The film is a thriller constructed around 2 story lines that converge as the movie develops: one storyline relates to the past (the mid-1960s in East Berlin), and the other storyline relates to the present (1997 in Tel Aviv). This is a relatively complex structure, as the 2 storylines are interspersed, but the film works well.
In 1965, Rachel Singer (Jessica Chastain), a young Mossad agent, is on her first assignment in the field. She arrives in East Berlin (in East Germany) to meet 2 fellow Israeli agents who are more experienced than she is: David Peretz and Stefan Gold. Their mission is to capture Dieter Vogel, a Nazi war criminal who has been practising medicine in East Germany. Vogel is known as "The Surgeon of Birkenau", the extermination camp, where he carried out medical experiments on Jews during World War II. The 3 agents must bring him to justice in Israel. In 1997, Rachel (Helen Mirren) attends a party with her daughter, Sarah, in Tel Aviv, held because of the launch of Sarah's book, which is based on the account of the events of 1965 that Rachel, Stefan and David gave upon their return to Israel.

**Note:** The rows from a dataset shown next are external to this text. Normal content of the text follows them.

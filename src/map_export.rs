//! PNG export of cave maps

use std::path::Path;

use image::{ImageBuffer, Rgb, RgbImage};

use crate::cave::CaveMap;
use crate::error::CaveError;

/// Rock color
pub const WALL_COLOR: Rgb<u8> = Rgb([52, 46, 41]);
/// Floor color
pub const FLOOR_COLOR: Rgb<u8> = Rgb([196, 178, 142]);
/// Largest image export allows (100 megapixels)
pub const MAX_IMAGE_PIXELS: u64 = 100_000_000;

/// Render a cave to an image, each cell a `scale` x `scale` block.
pub fn render_cave_image(map: &CaveMap, scale: u32) -> Result<RgbImage, CaveError> {
    if scale == 0 {
        return Err(CaveError::InvalidScale(scale));
    }
    let scaled = |cells: usize| u32::try_from(cells).ok().and_then(|c| c.checked_mul(scale));
    let (img_width, img_height) = match (scaled(map.width()), scaled(map.height())) {
        (Some(w), Some(h)) => (w, h),
        _ => return Err(CaveError::InvalidScale(scale)),
    };

    let total_pixels = img_width as u64 * img_height as u64;
    if total_pixels > MAX_IMAGE_PIXELS {
        return Err(CaveError::ImageTooLarge {
            width: img_width as u64,
            height: img_height as u64,
            max_pixels: MAX_IMAGE_PIXELS,
        });
    }

    let img = ImageBuffer::from_fn(img_width, img_height, |px, py| {
        let x = (px / scale) as usize;
        let y = (py / scale) as usize;
        if map.is_filled(x, y) {
            WALL_COLOR
        } else {
            FLOOR_COLOR
        }
    });

    Ok(img)
}

/// Export a cave as PNG. Returns the image size in pixels.
pub fn export_cave_image<P: AsRef<Path>>(
    map: &CaveMap,
    path: P,
    scale: u32,
) -> Result<(u32, u32), CaveError> {
    let img = render_cave_image(map, scale)?;
    img.save(path)?;
    Ok(img.dimensions())
}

As the film develops, the past catches up with the present. It is an intelligent film, full of tension and suspense, which is quite subtle in many ways, while exploring notions of guilt, integrity, morality, justice and retribution. The characters are not cardboard cutouts as could have been the case. The actors are all very good and convincing. The movie has pace and suspense, without indulging in clichés. A key question the film asks is: What is the truth, and does it matter as much as we think? A very good film I would recommend.
Good cast. Very weak in both plot, script, direction etc. Very disappointing. Could barely stay awake to watch it to the end.
This intriguing espionage thriller pivots around a central plot twist which once revealed causes the film to lose it's tension but it does still remain a great Cold War spy story and boasts a first class cast. The film starts in 1997 when the daughter of former Mossad agents Rachel (Helen Mirren) and Stephan (Tom Wilkinson) has published a book detailing a mission that her parents were a part of thirty years earlier and from which they were hailed as heroes along with a third agent, David (Ciarán Hinds). The mission was in East Berlin where the three spies were to trace and abduct a former Nazi and get him back to Israel to stand trial. What actually happened on the mission is a dark secret that the three agents have kept to themselves but the new book opens up old wounds and the truth might get revealed. The story flashes mainly between the two timelines of the mission in 1966 and 1997. The three agents are played in the earlier time by Jessica Chastain, Marton Csokas and Sam Worthington. The narrative focuses on the relationship between the three and the mind games that are played out with the Nazi (Jesper Christensen). It is a riveting story and well structured. Not an action film although violence does rear its head but a good, solid thriller that is worth seeking out if you've not seen it and worth a revisit if its been awhile.